▶ [WHAT YOU WILL DO]
Please count the lines in the material below that include "push". Reply with the number alone.

▶ [ENTRIES SHOWN]

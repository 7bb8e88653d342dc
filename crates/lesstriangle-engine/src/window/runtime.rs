use ouroboros::self_referencing;
use thiserror::Error;

use winit::application::ApplicationHandler;
use winit::dpi::LogicalSize;
use winit::event::{ElementState, WindowEvent};
use winit::event_loop::{ActiveEventLoop, ControlFlow, EventLoop};
use winit::keyboard::{KeyCode, PhysicalKey};
use winit::window::{Window, WindowId};

use crate::core::{App as CoreApp, AppControl, FrameCtx, WindowCtx};
use crate::device::{Gpu, GpuInit};
use crate::time::FrameClock;

/// When the runtime asks the window for a new frame.
#[derive(Debug, Copy, Clone, Default, Eq, PartialEq)]
pub enum RedrawMode {
    /// A frame is requested every time the event loop goes idle.
    Continuous,

    /// Frames are drawn only when the window system asks (expose, resize).
    #[default]
    OnDemand,
}

/// Window/runtime configuration.
#[derive(Debug, Clone)]
pub struct RuntimeConfig {
    pub title: String,
    pub initial_size: LogicalSize<f64>,
    pub redraw: RedrawMode,
}

impl Default for RuntimeConfig {
    fn default() -> Self {
        Self {
            title: "LessTriangle".to_string(),
            initial_size: LogicalSize::new(1024.0, 768.0),
            redraw: RedrawMode::default(),
        }
    }
}

/// Failures that stop the runtime before or while the loop runs.
#[derive(Debug, Error)]
pub enum RuntimeError {
    #[error("event loop failed")]
    EventLoop(#[source] winit::error::EventLoopError),

    #[error("failed to create window")]
    Window(#[source] winit::error::OsError),

    #[error("GPU initialization failed: {0:#}")]
    Gpu(anyhow::Error),

    #[error("surface became unusable while rendering")]
    SurfaceLost,

    #[error("application stopped after a fatal error")]
    App,
}

/// Render loop state.
#[derive(Debug, Copy, Clone, Default, Eq, PartialEq)]
pub enum LoopState {
    #[default]
    Running,
    Terminating,
}

/// Inputs that can end the loop.
#[derive(Debug, Copy, Clone, Eq, PartialEq)]
pub enum LoopSignal {
    EscapePressed,
    CloseRequested,
    AppExit,
    Fatal,
}

impl LoopState {
    /// Every signal ends the loop; termination is final.
    pub fn on_signal(self, signal: LoopSignal) -> Self {
        log::debug!("loop signal {signal:?} while {self:?}");
        LoopState::Terminating
    }

    pub fn is_running(self) -> bool {
        self == LoopState::Running
    }
}

/// Maps a window event to the loop signal it carries, if any.
pub fn loop_signal(event: &WindowEvent) -> Option<LoopSignal> {
    match event {
        WindowEvent::CloseRequested => Some(LoopSignal::CloseRequested),
        WindowEvent::KeyboardInput { event, .. }
            if is_escape_press(event.physical_key, event.state) =>
        {
            Some(LoopSignal::EscapePressed)
        }
        _ => None,
    }
}

/// Maps an app directive to the loop signal it carries, if any.
pub fn control_signal(control: AppControl) -> Option<LoopSignal> {
    match control {
        AppControl::Continue => None,
        AppControl::Exit => Some(LoopSignal::AppExit),
        AppControl::Fatal => Some(LoopSignal::Fatal),
    }
}

fn is_escape_press(key: PhysicalKey, state: ElementState) -> bool {
    key == PhysicalKey::Code(KeyCode::Escape) && state == ElementState::Pressed
}

/// Entry point for the runtime.
pub struct Runtime;

impl Runtime {
    /// Opens the window, brings up the GPU, and drives `app` until the loop
    /// leaves [`LoopState::Running`].
    pub fn run<A>(config: RuntimeConfig, gpu_init: GpuInit, app: A) -> Result<(), RuntimeError>
    where
        A: 'static + CoreApp,
    {
        let event_loop = EventLoop::new().map_err(RuntimeError::EventLoop)?;
        let mut state = AppState::new(config, gpu_init, app);

        event_loop
            .run_app(&mut state)
            .map_err(RuntimeError::EventLoop)?;

        match state.error.take() {
            Some(err) => Err(err),
            None => Ok(()),
        }
    }
}

#[self_referencing]
struct WindowEntry {
    clock: FrameClock,

    window: Window,

    #[borrows(window)]
    #[covariant]
    gpu: Gpu<'this>,
}

struct AppState<A>
where
    A: CoreApp + 'static,
{
    config: RuntimeConfig,
    gpu_init: GpuInit,
    app: A,

    entry: Option<WindowEntry>,
    state: LoopState,
    error: Option<RuntimeError>,
}

impl<A> AppState<A>
where
    A: CoreApp + 'static,
{
    fn new(config: RuntimeConfig, gpu_init: GpuInit, app: A) -> Self {
        Self {
            config,
            gpu_init,
            app,
            entry: None,
            state: LoopState::Running,
            error: None,
        }
    }

    fn terminate(&mut self, event_loop: &ActiveEventLoop, signal: LoopSignal) {
        self.state = self.state.on_signal(signal);
        // Window and surface go away together; the GPU borrows the window.
        self.entry = None;
        event_loop.exit();
    }

    fn create_window_entry(&mut self, event_loop: &ActiveEventLoop) -> Result<WindowEntry, RuntimeError> {
        let attrs = Window::default_attributes()
            .with_title(self.config.title.clone())
            .with_inner_size(self.config.initial_size);

        let window = event_loop
            .create_window(attrs)
            .map_err(RuntimeError::Window)?;

        let gpu_init = self.gpu_init.clone();

        WindowEntryTryBuilder {
            clock: FrameClock::default(),
            window,
            gpu_builder: |w| pollster::block_on(Gpu::new(w, gpu_init)),
        }
        .try_build()
        .map_err(RuntimeError::Gpu)
    }
}

impl<A> ApplicationHandler for AppState<A>
where
    A: CoreApp + 'static,
{
    fn resumed(&mut self, event_loop: &ActiveEventLoop) {
        if self.entry.is_some() || !self.state.is_running() {
            return;
        }

        match self.create_window_entry(event_loop) {
            Ok(entry) => {
                entry.with_window(|w| {
                    log::info!("window {:?} opened at {:?}", w.id(), w.inner_size());
                    w.request_redraw();
                });
                self.entry = Some(entry);
            }
            Err(e) => {
                log::error!("{e}");
                self.error = Some(e);
                self.terminate(event_loop, LoopSignal::Fatal);
            }
        }
    }

    fn about_to_wait(&mut self, event_loop: &ActiveEventLoop) {
        if !self.state.is_running() {
            event_loop.exit();
            return;
        }

        event_loop.set_control_flow(ControlFlow::Wait);

        if self.config.redraw == RedrawMode::Continuous {
            if let Some(entry) = &self.entry {
                entry.with_window(|w| w.request_redraw());
            }
        }
    }

    fn window_event(
        &mut self,
        event_loop: &ActiveEventLoop,
        window_id: WindowId,
        event: WindowEvent,
    ) {
        if !self.state.is_running() {
            event_loop.exit();
            return;
        }

        if let Some(signal) = control_signal(self.app.on_window_event(&event)) {
            if signal == LoopSignal::Fatal {
                self.error.get_or_insert(RuntimeError::App);
            }
            self.terminate(event_loop, signal);
            return;
        }

        if let Some(signal) = loop_signal(&event) {
            self.terminate(event_loop, signal);
            return;
        }

        // Split borrows to avoid `self` capture inside `ouroboros` closures.
        let (app, entry) = (&mut self.app, &mut self.entry);
        let Some(entry) = entry.as_mut() else { return };

        let mut app_control = AppControl::Continue;

        match &event {
            WindowEvent::Resized(new_size) => {
                entry.with_gpu_mut(|gpu| gpu.resize(*new_size));
                entry.with_window(|w| w.request_redraw());
            }

            WindowEvent::ScaleFactorChanged { .. } => {
                let new_size = entry.with_window(|w| w.inner_size());
                entry.with_gpu_mut(|gpu| gpu.resize(new_size));
                entry.with_window(|w| w.request_redraw());
            }

            WindowEvent::RedrawRequested => {
                entry.with_mut(|fields| {
                    let mut ctx = FrameCtx {
                        window: WindowCtx {
                            id: window_id,
                            window: fields.window,
                        },
                        gpu: fields.gpu,
                        time: fields.clock.tick(),
                    };

                    app_control = app.on_frame(&mut ctx);
                });
            }

            _ => {}
        }

        if let Some(signal) = control_signal(app_control) {
            if signal == LoopSignal::Fatal {
                // Frame-time failures come from the surface.
                self.error.get_or_insert(RuntimeError::SurfaceLost);
            }
            self.terminate(event_loop, signal);
        }
    }
}
//! Logging utilities.
//!
//! This module centralizes logger initialization. Everything else in the
//! workspace logs through the standard `log` facade.

mod init;

pub use init::{init_logging, LoggingConfig};
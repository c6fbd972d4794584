use crate::db::Database;
use crate::error::{RaincheckError, Result};
use crate::models::{parse_actions, ConditionSet, Device, SensorSnapshot, Zone};
use serde::Deserialize;
use std::path::Path;

/// YAML inventory accepted by `raincheck import`.
#[derive(Debug, Default, Deserialize)]
pub struct Inventory {
    #[serde(default)]
    pub devices: Vec<Device>,
    #[serde(default)]
    pub zones: Vec<Zone>,
    #[serde(default)]
    pub rules: Vec<RuleDefinition>,
    #[serde(default)]
    pub readings: Vec<SensorSnapshot>,
}

#[derive(Debug, Deserialize)]
pub struct RuleDefinition {
    pub name: String,
    #[serde(default = "default_enabled")]
    pub enabled: bool,
    #[serde(default)]
    pub conditions: serde_json::Value,
    pub actions: serde_json::Value,
}

fn default_enabled() -> bool {
    true
}

#[derive(Debug, Clone, Copy, Default, PartialEq, Eq)]
pub struct ImportSummary {
    pub devices: usize,
    pub zones: usize,
    pub rules: usize,
    pub readings: usize,
}

impl Inventory {
    pub fn from_path(path: &Path) -> Result<Self> {
        let content = std::fs::read_to_string(path)?;
        Self::from_yaml(&content)
    }

    pub fn from_yaml(content: &str) -> Result<Self> {
        Ok(serde_yaml::from_str(content)?)
    }
}

impl RuleDefinition {
    /// Validated JSON forms of the conditions and actions, ready to store.
    fn to_json(&self) -> Result<(String, String)> {
        let conditions = if self.conditions.is_null() {
            serde_json::json!({})
        } else {
            self.conditions.clone()
        };

        serde_json::from_value::<ConditionSet>(conditions.clone()).map_err(|e| {
            RaincheckError::Config(format!("rule '{}' has invalid conditions: {}", self.name, e))
        })?;

        let actions = self.actions.to_string();
        parse_actions(&actions).map_err(|e| {
            RaincheckError::Config(format!("rule '{}' has invalid actions: {}", self.name, e))
        })?;

        Ok((conditions.to_string(), actions))
    }
}

impl Database {
    /// Store an inventory. Every rule is validated before anything is written.
    pub fn import_inventory(&self, inventory: &Inventory) -> Result<ImportSummary> {
        let rules = inventory
            .rules
            .iter()
            .map(|r| r.to_json().map(|json| (r, json)))
            .collect::<Result<Vec<_>>>()?;

        for device in &inventory.devices {
            self.upsert_device(device)?;
        }
        for zone in &inventory.zones {
            self.upsert_zone(zone)?;
        }
        for (rule, (conditions, actions)) in &rules {
            let id = self.upsert_rule(&rule.name, rule.enabled, conditions, actions)?;
            tracing::debug!(rule_id = id, name = %rule.name, "Imported rule");
        }
        for reading in &inventory.readings {
            self.insert_reading(reading)?;
        }

        Ok(ImportSummary {
            devices: inventory.devices.len(),
            zones: inventory.zones.len(),
            rules: rules.len(),
            readings: inventory.readings.len(),
        })
    }
}

#[cfg(test)]
mod tests {
    use super::*;

    const SAMPLE: &str = r#"
devices:
  - id: dev-1
    name: Front Controller
zones:
  - id: z1
    name: Front Lawn
    cooldown_period_days: 2
    device_id: dev-1
rules:
  - name: Rain delay after storms
    conditions:
      rain24h: { operator: ">=", value: 0.5 }
    actions:
      - type: set_rain_delay
        hours: 48
  - name: Dry soil
    enabled: false
    conditions:
      soilMoisture:
        sensors:
          - { channel: 1, operator: "<", value: 25 }
        logic: OR
    actions:
      type: run_zone
      minutes: 10
readings:
  - timestamp: 2026-07-01T06:00:00Z
    rain24h: 0.1
    soilMoisture: 22
"#;

    #[test]
    fn imports_full_inventory() {
        let db = Database::open_in_memory().unwrap();
        let inventory = Inventory::from_yaml(SAMPLE).unwrap();
        let summary = db.import_inventory(&inventory).unwrap();

        assert_eq!(
            summary,
            ImportSummary {
                devices: 1,
                zones: 1,
                rules: 2,
                readings: 1
            }
        );
        assert_eq!(db.get_known_devices().unwrap(), vec!["dev-1"]);
        assert_eq!(db.get_enabled_rules().unwrap().len(), 1);
        let latest = db.get_latest_snapshot().unwrap().unwrap();
        assert_eq!(latest.soil_moisture, Some(22.0));
    }

    #[test]
    fn invalid_rule_aborts_import_before_writes() {
        let db = Database::open_in_memory().unwrap();
        let inventory = Inventory::from_yaml(
            r#"
devices:
  - id: dev-1
    name: Front
rules:
  - name: bad
    conditions:
      rain24h: { operator: trend, trend: increasing }
    actions:
      type: set_rain_delay
      hours: 24
"#,
        )
        .unwrap();

        let err = db.import_inventory(&inventory).unwrap_err();
        assert!(matches!(err, RaincheckError::Config(_)));
        assert!(db.get_known_devices().unwrap().is_empty());
    }
}
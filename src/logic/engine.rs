use super::conditions;
use super::executor::{ActionExecutor, PassState};
use crate::config::EngineConfig;
use crate::controller::IrrigationController;
use crate::db::Database;
use crate::error::Result;
use crate::models::{
    AuditAction, AuditEntry, ExecutionResult, HistoricalSeries, Rule, SensorField, SensorSnapshot,
};
use chrono::{DateTime, Duration, Utc};
use serde_json::json;
use std::collections::BTreeSet;
use std::sync::Arc;
use tokio::sync::Mutex;
use tracing::{debug, error, info, warn};

/// Why a pass stopped before evaluating any rule.
#[derive(Debug, Clone, PartialEq, Eq)]
pub enum AbortReason {
    NoSnapshot,
    NoRules,
    MissingCredential,
    Storage(String),
}

impl std::fmt::Display for AbortReason {
    fn fmt(&self, f: &mut std::fmt::Formatter<'_>) -> std::fmt::Result {
        match self {
            AbortReason::NoSnapshot => write!(f, "no sensor snapshot available"),
            AbortReason::NoRules => write!(f, "no enabled rules"),
            AbortReason::MissingCredential => write!(f, "controller API key not configured"),
            AbortReason::Storage(e) => write!(f, "storage unavailable: {}", e),
        }
    }
}

#[derive(Debug, Clone, Default, PartialEq, Eq)]
pub struct PassSummary {
    pub rules_evaluated: usize,
    pub rules_matched: usize,
    pub rules_triggered: usize,
    pub rules_failed: usize,
    /// Matched, but every target was still cooling down.
    pub rules_held_back: usize,
    pub rate_limited: bool,
    pub aborted: Option<AbortReason>,
}

impl PassSummary {
    fn aborted(reason: AbortReason) -> Self {
        Self {
            aborted: Some(reason),
            ..Default::default()
        }
    }
}

enum RuleOutcome {
    NotMatched,
    Triggered,
    HeldBack,
    Failed,
}

/// Evaluates every enabled rule against the latest snapshot and carries out
/// the actions of those that match.
pub struct RuleEngine {
    db: Database,
    executor: Option<ActionExecutor>,
    history_days: i64,
    /// Held for a whole pass so overlapping passes see each other's watering events.
    pass_lock: Mutex<()>,
}

impl RuleEngine {
    /// `controller` is `None` when no API credential is configured; passes
    /// then stop before touching any rule.
    pub fn new(
        db: Database,
        controller: Option<Arc<dyn IrrigationController>>,
        config: &EngineConfig,
    ) -> Self {
        let executor = controller
            .map(|c| ActionExecutor::new(c, db.clone(), config.watering_source));
        Self {
            db,
            executor,
            history_days: config.history_days,
            pass_lock: Mutex::new(()),
        }
    }

    /// Entry point for the scheduler and manual triggers.
    pub async fn run_evaluation_pass(&self) {
        self.run_pass().await;
    }

    pub async fn run_pass(&self) -> PassSummary {
        self.run_pass_at(Utc::now()).await
    }

    pub async fn run_pass_at(&self, now: DateTime<Utc>) -> PassSummary {
        let summary = self.evaluate_pass(now).await;
        match summary.aborted {
            Some(ref reason) => info!("Evaluation pass skipped: {}", reason),
            None => info!(
                evaluated = summary.rules_evaluated,
                matched = summary.rules_matched,
                triggered = summary.rules_triggered,
                failed = summary.rules_failed,
                held_back = summary.rules_held_back,
                rate_limited = summary.rate_limited,
                "Evaluation pass complete"
            ),
        }
        summary
    }

    async fn evaluate_pass(&self, now: DateTime<Utc>) -> PassSummary {
        let _pass = self.pass_lock.lock().await;

        let snapshot = match self.db.get_latest_snapshot() {
            Ok(Some(snapshot)) => snapshot,
            Ok(None) => return PassSummary::aborted(AbortReason::NoSnapshot),
            Err(e) => {
                error!("Failed to load sensor snapshot: {}", e);
                return PassSummary::aborted(AbortReason::Storage(e.to_string()));
            }
        };

        let records = match self.db.get_enabled_rules() {
            Ok(records) if records.is_empty() => {
                return PassSummary::aborted(AbortReason::NoRules)
            }
            Ok(records) => records,
            Err(e) => {
                error!("Failed to load rules: {}", e);
                return PassSummary::aborted(AbortReason::Storage(e.to_string()));
            }
        };

        let Some(executor) = self.executor.as_ref() else {
            return PassSummary::aborted(AbortReason::MissingCredential);
        };

        let mut summary = PassSummary::default();
        let mut rules = Vec::with_capacity(records.len());
        for record in records {
            let name = record.name.clone();
            match Rule::from_record(record) {
                Ok(rule) => rules.push(rule),
                Err(e) => {
                    error!(rule = %name, "Skipping rule: {}", e);
                    summary.rules_failed += 1;
                }
            }
        }

        let history = self.load_history(&rules, now);
        let mut state = PassState::new();

        for rule in &rules {
            summary.rules_evaluated += 1;
            match self
                .process_rule(executor, rule, &snapshot, history.as_ref(), &mut state, now)
                .await
            {
                Ok(RuleOutcome::NotMatched) => {}
                Ok(RuleOutcome::Triggered) => {
                    summary.rules_matched += 1;
                    summary.rules_triggered += 1;
                }
                Ok(RuleOutcome::HeldBack) => {
                    summary.rules_matched += 1;
                    summary.rules_held_back += 1;
                }
                Ok(RuleOutcome::Failed) => {
                    summary.rules_matched += 1;
                    summary.rules_failed += 1;
                }
                Err(e) => {
                    error!(rule = %rule.name, "Rule failed: {}", e);
                    summary.rules_matched += 1;
                    summary.rules_failed += 1;
                }
            }
        }

        summary.rate_limited = state.is_rate_limited();
        summary
    }

    /// Samples for every field a trend condition refers to, or `None` when no
    /// rule needs history or it cannot be loaded.
    fn load_history(&self, rules: &[Rule], now: DateTime<Utc>) -> Option<HistoricalSeries> {
        let fields: BTreeSet<SensorField> = rules
            .iter()
            .filter(|r| r.conditions.needs_history())
            .flat_map(|r| r.conditions.trend_fields())
            .collect();
        if fields.is_empty() {
            return None;
        }

        let fields: Vec<SensorField> = fields.into_iter().collect();
        let since = now - Duration::days(self.history_days);
        match self.db.get_historical_series(&fields, since) {
            Ok(history) => {
                if history.is_empty() {
                    debug!(fields = ?fields, "No sensor history in trend window");
                }
                Some(history)
            }
            Err(e) => {
                warn!("Failed to load sensor history, trend conditions will not match: {}", e);
                None
            }
        }
    }

    async fn process_rule(
        &self,
        executor: &ActionExecutor,
        rule: &Rule,
        snapshot: &SensorSnapshot,
        history: Option<&HistoricalSeries>,
        state: &mut PassState,
        now: DateTime<Utc>,
    ) -> Result<RuleOutcome> {
        if rule.conditions.is_empty() {
            warn!(rule = %rule.name, "Rule has no conditions and matches every pass");
        }
        if !conditions::evaluate(&rule.conditions, snapshot, None, history) {
            debug!(rule = %rule.name, "Conditions not met");
            return Ok(RuleOutcome::NotMatched);
        }

        info!(rule = %rule.name, actions = rule.actions.len(), "Rule matched");

        let mut results = Vec::with_capacity(rule.actions.len());
        let mut errored = false;
        for action in &rule.actions {
            let result = match executor.execute_at(action, snapshot, state, now).await {
                Ok(result) => {
                    debug!(
                        rule = %rule.name,
                        action = %result.action,
                        attempted = result.attempted(),
                        skipped = result.skipped_targets.len(),
                        "Action finished"
                    );
                    result
                }
                Err(e) => {
                    error!(rule = %rule.name, action = %action.label(), "Action failed: {}", e);
                    let mut failed = ExecutionResult::new(action.label());
                    failed.details.insert("error".into(), e.to_string());
                    errored = true;
                    failed.finish()
                }
            };
            results.push(result);
        }

        let triggered = results.iter().any(|r| r.triggered);
        let held_back = !triggered
            && !errored
            && results.iter().all(|r| r.failed_targets.is_empty())
            && results.iter().any(|r| !r.skipped_targets.is_empty());
        let result_json = if results.len() == 1 {
            serde_json::to_value(&results[0])?
        } else {
            serde_json::to_value(&results)?
        };

        let details = json!({
            "sensors": snapshot.known_values(),
            "result": result_json,
        });

        if triggered {
            self.db.update_rule_run_result(rule.id, now, &result_json)?;
            self.db.write_audit_entry(&AuditEntry::new(
                now,
                Some(rule.id),
                &rule.name,
                AuditAction::RuleTriggered,
                details,
            ))?;
            info!(rule = %rule.name, "Rule triggered");
            Ok(RuleOutcome::Triggered)
        } else if held_back {
            info!(rule = %rule.name, "Rule matched but every target is in cooldown");
            Ok(RuleOutcome::HeldBack)
        } else {
            self.db.write_audit_entry(&AuditEntry::new(
                now,
                Some(rule.id),
                &rule.name,
                AuditAction::RuleFailed,
                details,
            ))?;
            warn!(rule = %rule.name, "Rule matched but no action succeeded");
            Ok(RuleOutcome::Failed)
        }
    }
}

▶ [SOLUTION TO THIS EXERCISE]
2